Word for word, print the entries that follow.

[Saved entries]
▬▬▬▬▬▬▬▬▬▬
//! Shared fakes for integration tests

#![allow(dead_code)]

use chrono::{DateTime, Duration, Utc};
use mealgate_core::{
    AccessError, AccessLedger, Clock, KeyValueStore, LifecycleConfig, ManualClock, MemoryStore,
    PaymentMetadata, RemoteSubscription, StatusClient, StatusData,
};
use std::collections::HashMap;
use std::sync::atomic::{AtomicBool, AtomicUsize, Ordering};
use std::sync::{Arc, Mutex};

pub fn at(s: &str) -> DateTime<Utc> {
    DateTime::parse_from_rfc3339(s).unwrap().with_timezone(&Utc)
}

pub fn t0() -> DateTime<Utc> {
    at("2025-06-01T12:00:00Z")
}

/// In-memory stand-in for the subscription backend.
pub struct FakeBackend {
    clock: Arc<ManualClock>,
    subscriptions: Mutex<HashMap<String, RemoteSubscription>>,
    payments: Mutex<HashMap<String, RemoteSubscription>>,
    offline: AtomicBool,
    malformed: AtomicBool,
    delay: Mutex<Option<std::time::Duration>>,
    pub status_calls: AtomicUsize,
    pub activate_calls: AtomicUsize,
}

impl FakeBackend {
    pub fn new(clock: Arc<ManualClock>) -> Self {
        Self {
            clock,
            subscriptions: Mutex::new(HashMap::new()),
            payments: Mutex::new(HashMap::new()),
            offline: AtomicBool::new(false),
            malformed: AtomicBool::new(false),
            delay: Mutex::new(None),
            status_calls: AtomicUsize::new(0),
            activate_calls: AtomicUsize::new(0),
        }
    }

    pub fn set_offline(&self, offline: bool) {
        self.offline.store(offline, Ordering::SeqCst);
    }

    pub fn set_malformed(&self, malformed: bool) {
        self.malformed.store(malformed, Ordering::SeqCst);
    }

    pub fn set_delay(&self, delay: Option<std::time::Duration>) {
        *self.delay.lock().unwrap() = delay;
    }

    pub fn grant(&self, user_id: &str, start: DateTime<Utc>, end: DateTime<Utc>) {
        self.subscriptions.lock().unwrap().insert(
            user_id.to_string(),
            RemoteSubscription {
                start_date: start.to_rfc3339(),
                end_date: end.to_rfc3339(),
                plan_id: "monthly".to_string(),
                plan_name: "Monthly".to_string(),
            },
        );
    }

    pub fn register_payment(&self, reference: &str, start: DateTime<Utc>, end: DateTime<Utc>) {
        self.payments.lock().unwrap().insert(
            reference.to_string(),
            RemoteSubscription {
                start_date: start.to_rfc3339(),
                end_date: end.to_rfc3339(),
                plan_id: "weekly".to_string(),
                plan_name: "Weekly".to_string(),
            },
        );
    }

    fn check_online(&self) -> Result<(), AccessError> {
        let delay = *self.delay.lock().unwrap();
        if let Some(delay) = delay {
            std::thread::sleep(delay);
        }
        if self.offline.load(Ordering::SeqCst) {
            return Err(AccessError::Transport("connection refused".to_string()));
        }
        Ok(())
    }
}

impl StatusClient for FakeBackend {
    fn subscription_status(&self, user_id: &str) -> Result<StatusData, AccessError> {
        self.status_calls.fetch_add(1, Ordering::SeqCst);
        self.check_online()?;
        if self.malformed.load(Ordering::SeqCst) {
            return Err(AccessError::Parse("expected value at line 1".to_string()));
        }
        let subscription = self.subscriptions.lock().unwrap().get(user_id).cloned();
        let now = self.clock.now();
        let has_active = subscription
            .as_ref()
            .map(|s| s.to_window().unwrap().is_active(now))
            .unwrap_or(false);
        Ok(StatusData {
            has_active_subscription: has_active,
            subscription,
            can_access_app: has_active,
        })
    }

    fn activate_days(
        &self,
        user_id: &str,
        duration_days: u32,
        _metadata: &PaymentMetadata,
    ) -> Result<(), AccessError> {
        self.activate_calls.fetch_add(1, Ordering::SeqCst);
        self.check_online()?;
        let now = self.clock.now();
        self.grant(user_id, now, now + Duration::days(duration_days as i64));
        Ok(())
    }

    fn verify_payment(&self, reference: &str) -> Result<Option<RemoteSubscription>, AccessError> {
        self.check_online()?;
        match self.payments.lock().unwrap().get(reference) {
            Some(sub) => Ok(Some(sub.clone())),
            None => Err(AccessError::Rejected("unknown reference".to_string())),
        }
    }
}

pub struct Harness {
    pub clock: Arc<ManualClock>,
    pub store: Arc<MemoryStore>,
    pub backend: Arc<FakeBackend>,
}

impl Harness {
    pub fn new() -> Self {
        let clock = Arc::new(ManualClock::new(t0()));
        Self {
            backend: Arc::new(FakeBackend::new(Arc::clone(&clock))),
            clock,
            store: Arc::new(MemoryStore::new()),
        }
    }

    pub fn ledger(&self, user_id: &str) -> AccessLedger {
        AccessLedger::new(
            user_id,
            self.store.clone() as Arc<dyn KeyValueStore>,
            self.clock.clone() as Arc<dyn Clock>,
            self.backend.clone() as Arc<dyn StatusClient>,
            LifecycleConfig::default(),
        )
    }
}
▬▬▬▬▬▬▬▬▬▬
> THE COMPLETED TASK
//! Shared fakes for integration tests

#![allow(dead_code)]

use chrono::{DateTime, Duration, Utc};
use mealgate_core::{
    AccessError, AccessLedger, Clock, KeyValueStore, LifecycleConfig, ManualClock, MemoryStore,
    PaymentMetadata, RemoteSubscription, StatusClient, StatusData,
};
use std::collections::HashMap;
use std::sync::atomic::{AtomicBool, AtomicUsize, Ordering};
use std::sync::{Arc, Mutex};

pub fn at(s: &str) -> DateTime<Utc> {
    DateTime::parse_from_rfc3339(s).unwrap().with_timezone(&Utc)
}

pub fn t0() -> DateTime<Utc> {
    at("2025-06-01T12:00:00Z")
}

/// In-memory stand-in for the subscription backend.
pub struct FakeBackend {
    clock: Arc<ManualClock>,
    subscriptions: Mutex<HashMap<String, RemoteSubscription>>,
    payments: Mutex<HashMap<String, RemoteSubscription>>,
    offline: AtomicBool,
    malformed: AtomicBool,
    delay: Mutex<Option<std::time::Duration>>,
    pub status_calls: AtomicUsize,
    pub activate_calls: AtomicUsize,
}

impl FakeBackend {
    pub fn new(clock: Arc<ManualClock>) -> Self {
        Self {
            clock,
            subscriptions: Mutex::new(HashMap::new()),
            payments: Mutex::new(HashMap::new()),
            offline: AtomicBool::new(false),
            malformed: AtomicBool::new(false),
            delay: Mutex::new(None),
            status_calls: AtomicUsize::new(0),
            activate_calls: AtomicUsize::new(0),
        }
    }

    pub fn set_offline(&self, offline: bool) {
        self.offline.store(offline, Ordering::SeqCst);
    }

    pub fn set_malformed(&self, malformed: bool) {
        self.malformed.store(malformed, Ordering::SeqCst);
    }

    pub fn set_delay(&self, delay: Option<std::time::Duration>) {
        *self.delay.lock().unwrap() = delay;
    }

    pub fn grant(&self, user_id: &str, start: DateTime<Utc>, end: DateTime<Utc>) {
        self.subscriptions.lock().unwrap().insert(
            user_id.to_string(),
            RemoteSubscription {
                start_date: start.to_rfc3339(),
                end_date: end.to_rfc3339(),
                plan_id: "monthly".to_string(),
                plan_name: "Monthly".to_string(),
            },
        );
    }

    pub fn register_payment(&self, reference: &str, start: DateTime<Utc>, end: DateTime<Utc>) {
        self.payments.lock().unwrap().insert(
            reference.to_string(),
            RemoteSubscription {
                start_date: start.to_rfc3339(),
                end_date: end.to_rfc3339(),
                plan_id: "weekly".to_string(),
                plan_name: "Weekly".to_string(),
            },
        );
    }

    fn check_online(&self) -> Result<(), AccessError> {
        let delay = *self.delay.lock().unwrap();
        if let Some(delay) = delay {
            std::thread::sleep(delay);
        }
        if self.offline.load(Ordering::SeqCst) {
            return Err(AccessError::Transport("connection refused".to_string()));
        }
        Ok(())
    }
}

impl StatusClient for FakeBackend {
    fn subscription_status(&self, user_id: &str) -> Result<StatusData, AccessError> {
        self.status_calls.fetch_add(1, Ordering::SeqCst);
        self.check_online()?;
        if self.malformed.load(Ordering::SeqCst) {
            return Err(AccessError::Parse("expected value at line 1".to_string()));
        }
        let subscription = self.subscriptions.lock().unwrap().get(user_id).cloned();
        let now = self.clock.now();
        let has_active = subscription
            .as_ref()
            .map(|s| s.to_window().unwrap().is_active(now))
            .unwrap_or(false);
        Ok(StatusData {
            has_active_subscription: has_active,
            subscription,
            can_access_app: has_active,
        })
    }

    fn activate_days(
        &self,
        user_id: &str,
        duration_days: u32,
        _metadata: &PaymentMetadata,
    ) -> Result<(), AccessError> {
        self.activate_calls.fetch_add(1, Ordering::SeqCst);
        self.check_online()?;
        let now = self.clock.now();
        self.grant(user_id, now, now + Duration::days(duration_days as i64));
        Ok(())
    }

    fn verify_payment(&self, reference: &str) -> Result<Option<RemoteSubscription>, AccessError> {
        self.check_online()?;
        match self.payments.lock().unwrap().get(reference) {
            Some(sub) => Ok(Some(sub.clone())),
            None => Err(AccessError::Rejected("unknown reference".to_string())),
        }
    }
}

pub struct Harness {
    pub clock: Arc<ManualClock>,
    pub store: Arc<MemoryStore>,
    pub backend: Arc<FakeBackend>,
}

impl Harness {
    pub fn new() -> Self {
        let clock = Arc::new(ManualClock::new(t0()));
        Self {
            backend: Arc::new(FakeBackend::new(Arc::clone(&clock))),
            clock,
            store: Arc::new(MemoryStore::new()),
        }
    }

    pub fn ledger(&self, user_id: &str) -> AccessLedger {
        AccessLedger::new(
            user_id,
            self.store.clone() as Arc<dyn KeyValueStore>,
            self.clock.clone() as Arc<dyn Clock>,
            self.backend.clone() as Arc<dyn StatusClient>,
            LifecycleConfig::default(),
        )
    }
}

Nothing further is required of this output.